**WORK TO BE COMPLETED:** Wherever "used" appears in the records below, copy the line that holds it.
─── EXERCISE MATERIALS ───
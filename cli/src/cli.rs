//! # CLI Interface
//!
//! Defines the command-line argument structure for `didseed` using `clap`
//! derive. Supports four subcommands: `create`, `document`, `seed`, and
//! `version`.

use clap::{Args, Parser, Subcommand, ValueEnum};
use serde_json::Value;

use crate::logging::LogFormat;

/// Deterministic DIDs from Ed25519 seeds.
///
/// Derives `did:key` and `did:sov` identifiers (and their DID documents)
/// from a 32-byte seed. Results are printed as JSON on stdout; logs go to
/// stderr.
#[derive(Parser, Debug)]
#[command(
    name = "didseed",
    about = "Derive did:key and did:sov identifiers from Ed25519 seeds",
    version,
    propagate_version = true
)]
pub struct DidSeedCli {
    /// Log filter used when `RUST_LOG` is not set.
    #[arg(long, global = true, env = "DIDSEED_LOG", default_value = "warn")]
    pub log_level: String,

    /// Log output format.
    #[arg(
        long,
        global = true,
        env = "DIDSEED_LOG_FORMAT",
        value_enum,
        default_value_t = LogFormat::Pretty
    )]
    pub log_format: LogFormat,

    /// Subcommand to execute.
    #[command(subcommand)]
    pub command: Commands,
}

/// Top-level subcommands.
#[derive(Subcommand, Debug)]
pub enum Commands {
    /// Create a DID and print its record.
    Create(CreateArgs),
    /// Print the DID document for a derived DID or an existing `did:key`.
    Document(DocumentArgs),
    /// Generate a fresh random seed.
    Seed(SeedArgs),
    /// Print version information and exit.
    Version,
}

/// Inputs shared by every command that derives a DID.
#[derive(Args, Debug)]
pub struct DeriveArgs {
    /// DID method: `key` or `sov`.
    #[arg(long, short = 'm', default_value = "key")]
    pub method: String,

    /// Key type: `ed25519`, `x25519` or `bls12381g2`.
    #[arg(long, short = 'k', default_value = "ed25519")]
    pub key_type: String,

    /// Seed: 32 ASCII characters, or base64 (anything containing `=`).
    ///
    /// A random seed is used when omitted.
    #[arg(long, short = 's', env = "DIDSEED_SEED", hide_env_values = true)]
    pub seed: Option<String>,

    /// Explicit DID to use instead of the derived one (`sov` only).
    #[arg(long)]
    pub did: Option<String>,
}

/// Arguments for the `create` subcommand.
#[derive(Args, Debug)]
pub struct CreateArgs {
    #[command(flatten)]
    pub derive: DeriveArgs,

    /// Metadata entry as `key=value`. Values that parse as JSON are stored
    /// as JSON, anything else as a string. Repeatable.
    #[arg(long = "meta", value_parser = parse_meta)]
    pub metadata: Vec<(String, Value)>,

    /// Include the seed and private key in the output.
    #[arg(long)]
    pub show_secret: bool,
}

/// Arguments for the `document` subcommand.
#[derive(Args, Debug)]
pub struct DocumentArgs {
    #[command(flatten)]
    pub derive: DeriveArgs,

    /// Build the document for this `did:key` instead of deriving one.
    #[arg(long, conflicts_with_all = ["seed", "did"])]
    pub from_did: Option<String>,
}

/// Encoding for generated seeds.
#[derive(ValueEnum, Debug, Clone, Copy, PartialEq, Eq)]
pub enum SeedFormat {
    /// Padded standard base64, accepted back by `--seed`.
    Base64,
    Hex,
}

/// Arguments for the `seed` subcommand.
#[derive(Args, Debug)]
pub struct SeedArgs {
    #[arg(long, short = 'f', value_enum, default_value_t = SeedFormat::Base64)]
    pub format: SeedFormat,
}

fn parse_meta(raw: &str) -> Result<(String, Value), String> {
    let (key, value) = raw
        .split_once('=')
        .ok_or_else(|| format!("expected key=value, got '{raw}'"))?;
    if key.is_empty() {
        return Err(format!("empty metadata key in '{raw}'"));
    }
    let value = serde_json::from_str(value).unwrap_or_else(|_| Value::String(value.to_string()));
    Ok((key.to_string(), value))
}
───
**RESULT OF THIS EXERCISE:**
    /// Log filter used when `RUST_LOG` is not set.
    /// A random seed is used when omitted.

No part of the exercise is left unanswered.